«Io protezionista? Andiamo, che cosa è diventata l'America dopo il disastro del 2008? E come vogliamo definire le politiche agricole della Francia di Sarkozy? Nel 1980 io già esportavo: a Giakarta ogni tre scooter uno era un Bajaj».
Rahul Bajaj, il pioniere indiano delle due e delle tre ruote, in effetti è un protezionista. Nel 1992 fu uno dei promotori del "Club di Bombay": 14 industriali preoccupati che l'aprirsi dell'India li avrebbe lasciati in balia di un mercato più forte del loro. Intimamente Bajaj è protezionista anche oggi che l'India acquisisce compagnie all'estero ed è uno dei vincitori della globalizzazione.
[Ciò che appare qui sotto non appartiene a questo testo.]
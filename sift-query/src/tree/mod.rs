//! JSON filter documents compiled into parameterized SQL conditions.
//!
//! A filter document is a JSON object whose keys are logical field names or
//! `$` operators:
//!
//! ```json
//! {
//!   "status": "A",
//!   "$or": [{ "qty": { "$lt": 30 } }, { "item": { "$like": "p%" } }],
//!   "age": { "$between": [20, 30] }
//! }
//! ```
//!
//! Entries of an object must all hold; elements of an array are alternatives.
//! Parsing only checks structure. Operators are resolved, and field names
//! mapped to columns, when the tree is rendered.
//!
//! ```rust
//! use sift_query::{Render, Tree};
//!
//! let tree = Tree::parse(br#"{"age": {"$between": [20, 30]}}"#)
//!     .unwrap()
//!     .with_field_mapper(|field| Ok(format!("\"{}\"", field)));
//! let (sql, args) = tree.to_sql().unwrap();
//! assert_eq!(sql, r#"(("age" BETWEEN $1 AND $2))"#);
//! assert_eq!(args.len(), 2);
//! ```

mod node;

use std::fmt;
use std::sync::{Arc, OnceLock};

use serde_json::Value;
use tracing::trace;

use crate::error::{ErrorCode, QueryError, QueryResult};
use crate::expr::{Expression, Render};
use crate::filter::FilterValue;
use crate::placeholder::{Placeholder, PlaceholderStyle};

use node::{Compiler, TreeNode};

/// Maps a logical field name to the SQL text of its column.
pub type FieldMapper = Arc<dyn Fn(&str) -> QueryResult<String> + Send + Sync>;

/// A parsed filter document.
#[derive(Clone)]
pub struct Tree {
    key: String,
    root: Option<TreeNode>,
    mapper: Option<FieldMapper>,
    compiled: OnceLock<CompiledFilter>,
}

impl Tree {
    /// Root key used when none is given.
    pub const DEFAULT_KEY: &'static str = "filter";

    /// Parse a filter document. Empty input yields an empty tree.
    pub fn parse(data: &[u8]) -> QueryResult<Self> {
        Self::parse_with_key(data, Self::DEFAULT_KEY)
    }

    /// Parse a filter document whose root node is named `key`.
    pub fn parse_with_key(data: &[u8], key: &str) -> QueryResult<Self> {
        if data.iter().all(u8::is_ascii_whitespace) {
            return Ok(Self::empty_with_key(key));
        }
        let doc: Value = serde_json::from_slice(data)?;
        Self::from_value_with_key(&doc, key)
    }

    /// Parse a filter document from a string.
    pub fn parse_str(data: &str) -> QueryResult<Self> {
        Self::parse(data.as_bytes())
    }

    /// Build a tree from an already decoded JSON value. `null` yields an
    /// empty tree.
    pub fn from_value(doc: &Value) -> QueryResult<Self> {
        Self::from_value_with_key(doc, Self::DEFAULT_KEY)
    }

    fn from_value_with_key(doc: &Value, key: &str) -> QueryResult<Self> {
        if doc.is_null() {
            return Ok(Self::empty_with_key(key));
        }
        let root = node::parse_document(key, doc)?;
        trace!(key = key, children = root.children.len(), "Tree::parse()");
        Ok(Self {
            key: key.to_string(),
            root: Some(root),
            mapper: None,
            compiled: OnceLock::new(),
        })
    }

    /// An empty tree.
    pub fn empty() -> Self {
        Self::empty_with_key(Self::DEFAULT_KEY)
    }

    fn empty_with_key(key: &str) -> Self {
        Self {
            key: key.to_string(),
            root: None,
            mapper: None,
            compiled: OnceLock::new(),
        }
    }

    /// Set the field mapper applied to every field name at render time.
    pub fn with_field_mapper<F>(self, mapper: F) -> Self
    where
        F: Fn(&str) -> QueryResult<String> + Send + Sync + 'static,
    {
        self.with_mapper(Arc::new(mapper))
    }

    /// Set a shared field mapper.
    pub fn with_mapper(mut self, mapper: FieldMapper) -> Self {
        self.mapper = Some(mapper);
        self.compiled = OnceLock::new();
        self
    }

    /// The root key.
    pub fn key(&self) -> &str {
        &self.key
    }

    /// The result of the first successful render, if any.
    pub fn compiled(&self) -> Option<&CompiledFilter> {
        self.compiled.get()
    }

    /// Walk the tree with `ph` without touching the cache.
    pub fn compile(&self, ph: &mut dyn Placeholder) -> QueryResult<CompiledFilter> {
        let start = ph.position();
        let style = ph.style();
        let walk = match self.root.as_ref() {
            Some(root) => Compiler::new(self.mapper.as_ref(), ph).run(root)?,
            None => Default::default(),
        };
        trace!(
            start = start,
            args = walk.args.len(),
            fields = walk.fields.len(),
            "Tree::compile()"
        );
        Ok(CompiledFilter {
            clause: walk.clause,
            args: walk.args,
            fields: walk.fields,
            sql_fields: walk.sql_fields,
            start,
            style,
        })
    }
}

impl Render for Tree {
    /// Render the tree, reusing the cached result when `ph` is in the same
    /// state as when it was produced.
    fn render(&self, sb: &mut String, ph: &mut dyn Placeholder) -> QueryResult<Vec<FilterValue>> {
        if self.is_empty() {
            return Ok(Vec::new());
        }

        if let Some(cached) = self.compiled.get() {
            if cached.matches(ph) {
                trace!(start = cached.start, "Tree cache hit");
                return cached.render(sb, ph);
            }
            crate::sift_debug!(
                cached_start = cached.start,
                position = ph.position(),
                "Tree cache bypassed, recompiling"
            );
        }

        let compiled = self.compile(ph)?;
        sb.push_str(&compiled.clause);
        let args = compiled.args.clone();
        // only the first render is kept
        let _ = self.compiled.set(compiled);
        Ok(args)
    }

    fn is_empty(&self) -> bool {
        self.root.as_ref().is_none_or(TreeNode::is_empty)
    }
}

impl fmt::Debug for Tree {
    fn fmt(&self, f: &mut fmt::Formatter<'_>) -> fmt::Result {
        f.debug_struct("Tree")
            .field("key", &self.key)
            .field("root", &self.root)
            .field("has_mapper", &self.mapper.is_some())
            .field("compiled", &self.compiled.get())
            .finish()
    }
}

impl From<Tree> for Expression {
    fn from(tree: Tree) -> Self {
        Expression::nested(tree)
    }
}

impl From<Arc<Tree>> for Expression {
    fn from(tree: Arc<Tree>) -> Self {
        Expression::Nested(tree)
    }
}

/// The rendered form of a tree.
#[derive(Debug, Clone, PartialEq)]
pub struct CompiledFilter {
    /// The SQL condition text.
    pub clause: String,
    /// Bound values in placeholder order.
    pub args: Vec<FilterValue>,
    /// Logical field names, one per field reference.
    pub fields: Vec<String>,
    /// Mapped column text, parallel to `fields`.
    pub sql_fields: Vec<String>,
    start: usize,
    style: PlaceholderStyle,
}

impl CompiledFilter {
    /// Placeholder position the clause was rendered from.
    pub fn start(&self) -> usize {
        self.start
    }

    /// Placeholder style the clause was rendered with.
    pub fn style(&self) -> PlaceholderStyle {
        self.style
    }

    fn matches(&self, ph: &dyn Placeholder) -> bool {
        self.start == ph.position() && self.style == ph.style()
    }
}

impl Render for CompiledFilter {
    /// Replay the clause. The generator must be where it was when the clause
    /// was produced, and is advanced past the clause's placeholders.
    fn render(&self, sb: &mut String, ph: &mut dyn Placeholder) -> QueryResult<Vec<FilterValue>> {
        if !self.matches(ph) {
            return Err(QueryError::new(
                ErrorCode::Consistency,
                format!(
                    "Compiled filter expects {} placeholders from position {}, generator is {} at {}",
                    self.style,
                    self.start,
                    ph.style(),
                    ph.position()
                ),
            ));
        }
        sb.push_str(&self.clause);
        ph.advance_by(self.args.len());
        Ok(self.args.clone())
    }

    fn is_empty(&self) -> bool {
        self.clause.is_empty()
    }
}
/// Expand every list argument of a raw fragment into one `?` per element.
///
/// `?` markers are matched to arguments positionally; a mismatch between the
/// two counts, or an empty list, is an error.
pub fn expand_list_args(
    text: &str,
    args: &[FilterValue],
) -> QueryResult<(String, Vec<FilterValue>)> {
    let markers = text.matches('?').count();
    if markers != args.len() {
        return Err(QueryError::invalid_argument(format!(
            "Raw fragment has {} `?` markers but {} arguments",
            markers,
            args.len()
        ))
        .with_sql(text));
    }

    let mut expanded = String::with_capacity(text.len());
    let mut flat = Vec::with_capacity(args.len());
    let mut remaining = args.iter();
    for c in text.chars() {
        if c != '?' {
            expanded.push(c);
            continue;
        }
        match remaining.next() {
            Some(FilterValue::List(items)) => {
                if items.is_empty() {
                    return Err(QueryError::invalid_argument(
                        "Empty list passed as a raw fragment argument",
                    )
                    .with_sql(text));
                }
                for (i, item) in items.iter().enumerate() {
                    if i > 0 {
                        expanded.push_str(", ");
                    }
                    expanded.push('?');
                    flat.push(item.clone());
                }
            }
            Some(value) => {
                expanded.push('?');
                flat.push(value.clone());
            }
            None => return Err(QueryError::internal("raw fragment argument count drifted")),
        }
    }

    Ok((expanded, flat))
}

/// Constructors for [`Expression`] nodes.
///
/// Terms accept anything displayable: plain strings are written verbatim,
/// [`crate::Field`] values are quoted.
pub struct Expr;
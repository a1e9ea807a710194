//! # sift-query
//!
//! Parameterized SQL conditions from JSON filter documents, and a fluent
//! builder for the statements that use them.
//!
//! This crate provides:
//! - Filter trees compiled from JSON (`$and`, `$or`, `$not`, comparisons, `$in`, `$between`, ...)
//! - Composable condition expressions (`Expr`)
//! - `SELECT` assembly from parts (`Query`) or from a template (`TemplateQuery`)
//! - Numbered (`$1`) or question-mark (`?`) placeholders
//! - Sorting, pagination and search-request helpers
//!
//! ## Filter Trees
//!
//! ```rust
//! use sift_query::{Render, Tree};
//!
//! let tree = Tree::parse_str(r#"{"status": "A", "qty": {"$lt": 30}}"#).unwrap();
//! let (sql, args) = tree.to_sql().unwrap();
//! assert_eq!(sql, "((status = $1) AND (qty < $2))");
//! assert_eq!(args.len(), 2);
//! ```
//!
//! ## Expressions
//!
//! ```rust
//! use sift_query::{Expr, Render};
//!
//! let expr = Expr::or([Expr::eq("role", "admin"), Expr::is_in("id", vec![1, 2])]);
//! let (sql, _) = expr.to_sql().unwrap();
//! assert_eq!(sql, "((role = $1) OR (id IN ($2, $3)))");
//! ```
//!
//! ## Statements
//!
//! ```rust
//! use sift_query::prelude::*;
//!
//! let filter = Tree::parse_str(r#"{"age": {"$gte": 21}}"#).unwrap();
//! let (sql, args) = Query::new()
//!     .from("people")
//!     .columns(["id", "name"])
//!     .r#where(filter)
//!     .order_by("name")
//!     .limit(20)
//!     .select()
//!     .unwrap();
//! assert_eq!(sql, "SELECT id, name FROM people WHERE ((age >= $1)) ORDER BY name LIMIT 20");
//! assert_eq!(args, vec![FilterValue::Int(21)]);
//! ```
//!
//! ## Error Handling
//!
//! ```rust
//! use sift_query::{ErrorCode, Render, Tree};
//!
//! let err = Tree::parse_str(r#"{"a": {"$near": 1}}"#).unwrap().to_sql().unwrap_err();
//! assert_eq!(err.code, ErrorCode::UnknownOperator);
//! ```

pub mod config;
pub mod error;
pub mod expr;
pub mod filter;
pub mod logging;
pub mod mapping;
pub mod operator;
pub mod pagination;
pub mod placeholder;
pub mod query;
pub mod search;
pub mod sql;
pub mod template;
pub mod tree;
pub mod types;

pub use config::{DebugConfig, PaginationConfig, PlaceholderConfig, SiftConfig};
pub use error::{ErrorCode, ErrorContext, QueryError, QueryResult};
pub use expr::{Expr, Expression, FluentExpression, Render};
pub use filter::FilterValue;
pub use mapping::{SelectColumn, find_result_field, join_select_columns, map_quote_field, quote_select_fields};
pub use operator::Operator;
pub use pagination::Pagination;
pub use placeholder::{NumberedPlaceholder, Placeholder, PlaceholderStyle, QuestionMarkPlaceholder};
pub use query::{ClauseBuilder, Query, Selector, Statement};
pub use search::{DataList, EqFilter, ListSearchArg, QueryTerm, RefSearchArg, TemplateSearchArg};
pub use sql::{Field, MysqlIdent, RawSql, escape_identifier};
pub use template::{FieldValues, TemplateQuery};
pub use tree::{CompiledFilter, FieldMapper, Tree};
pub use types::{Sort, SortConditions, SortOrder};

// Re-export logging utilities
pub use logging::{get_log_format, get_log_level, init as init_logging, init_with_level, is_debug_enabled};

/// Prelude module for convenient imports.
pub mod prelude {
    pub use crate::config::SiftConfig;
    pub use crate::error::{ErrorCode, QueryError, QueryResult};
    pub use crate::expr::{Expr, Expression, FluentExpression, Render};
    pub use crate::filter::FilterValue;
    pub use crate::pagination::Pagination;
    pub use crate::placeholder::{Placeholder, PlaceholderStyle};
    pub use crate::query::{ClauseBuilder, Query, Selector};
    pub use crate::search::{ListSearchArg, QueryTerm, TemplateSearchArg};
    pub use crate::sql::{Field, RawSql};
    pub use crate::template::TemplateQuery;
    pub use crate::tree::Tree;
    pub use crate::types::{Sort, SortConditions, SortOrder};
    pub use crate::query_error;
}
Quello che conta non è tuttavia quanto ancora sia protezionista, se lo sia più o meno degli americani, ma che Bajaj a 71 anni, come i suoi nipoti all'età di 20, vedano il mondo dall'ottica indiana, con un punto di vista asiatico e una prospettiva di un potere mondiale «che da Ovest va verso Est, da Nord a Sud - dice -. Soprattutto verso l'Asia: noi, la Cina, il Sud-Est asiatico». Negli anni passati il World Economic Forum aveva annotato questa tendenza. Ora, dopo la grande crisi, è parte fissa del panorama di Davos: come la neve.
«Se quest'anno - giura Bajaj - un primo ministro o un ceo riprovano a darci una lezione sul pensiero occidentale riguardo a mercato libero e deregulation, mi metterò a ridere. Ma non credo lo faranno». Qui a Davos la narrativa del capitalismo è quasi più la loro che la nostra. All'anonimato genealogico dei ceo anglosassoni, l'India contrappone il family business: il 95% dell'impresa privata è a conduzione familiare. I quasi tre milioni di moto e scooter che Bajaj produce non sono tecnologicamente i più avanzati, «ma vanno bene per i mercati asiatici, vanno bene per l'India dove il Pil pro-capite è sotto i mille dollari l'anno», dice Bajaj, interrompendosi per salutare praticamente tutti coloro che entrano ed escono dall'albergo della delegazione indiana a Davos: da anni la più numerosa al Forum.
«So che il Pil pro-capite americano è di 44mila dollari; so che vi stupisce la crescita indiana del 7,5%, che forse nel 2011 sarà del 9,2 se Nouriel Roubini smette di fare il gufo; so che la crescita italiana dell'1% vi può bastare, data la sproporzione di ricchezza a vostro favore. Quello che affermo è che le regole del gioco ora sono più equilibrate. Al Club di Bombay non eravamo protezionisti, volevamo solo che il campo di gioco fosse livellato, che non pendesse a favore degli americani o degli europei e nemmeno dalla nostra parte. Ora lo è, e giochiamo quasi alla pari».
Per Bajaj, signore di un gruppo familiare con 26 imprese, più che un business le due ruote sono una parabola: un modo indiano di rappresentare la propria marcia verso la ricchezza. «L'auto verrà quando il reddito medio della gente sarà di 3mila dollari. Già le tre ruote, i rikshow, stanno scomparendo. Ma per almeno 20 anni le moto resteranno il mezzo di trasporto più diffuso in India».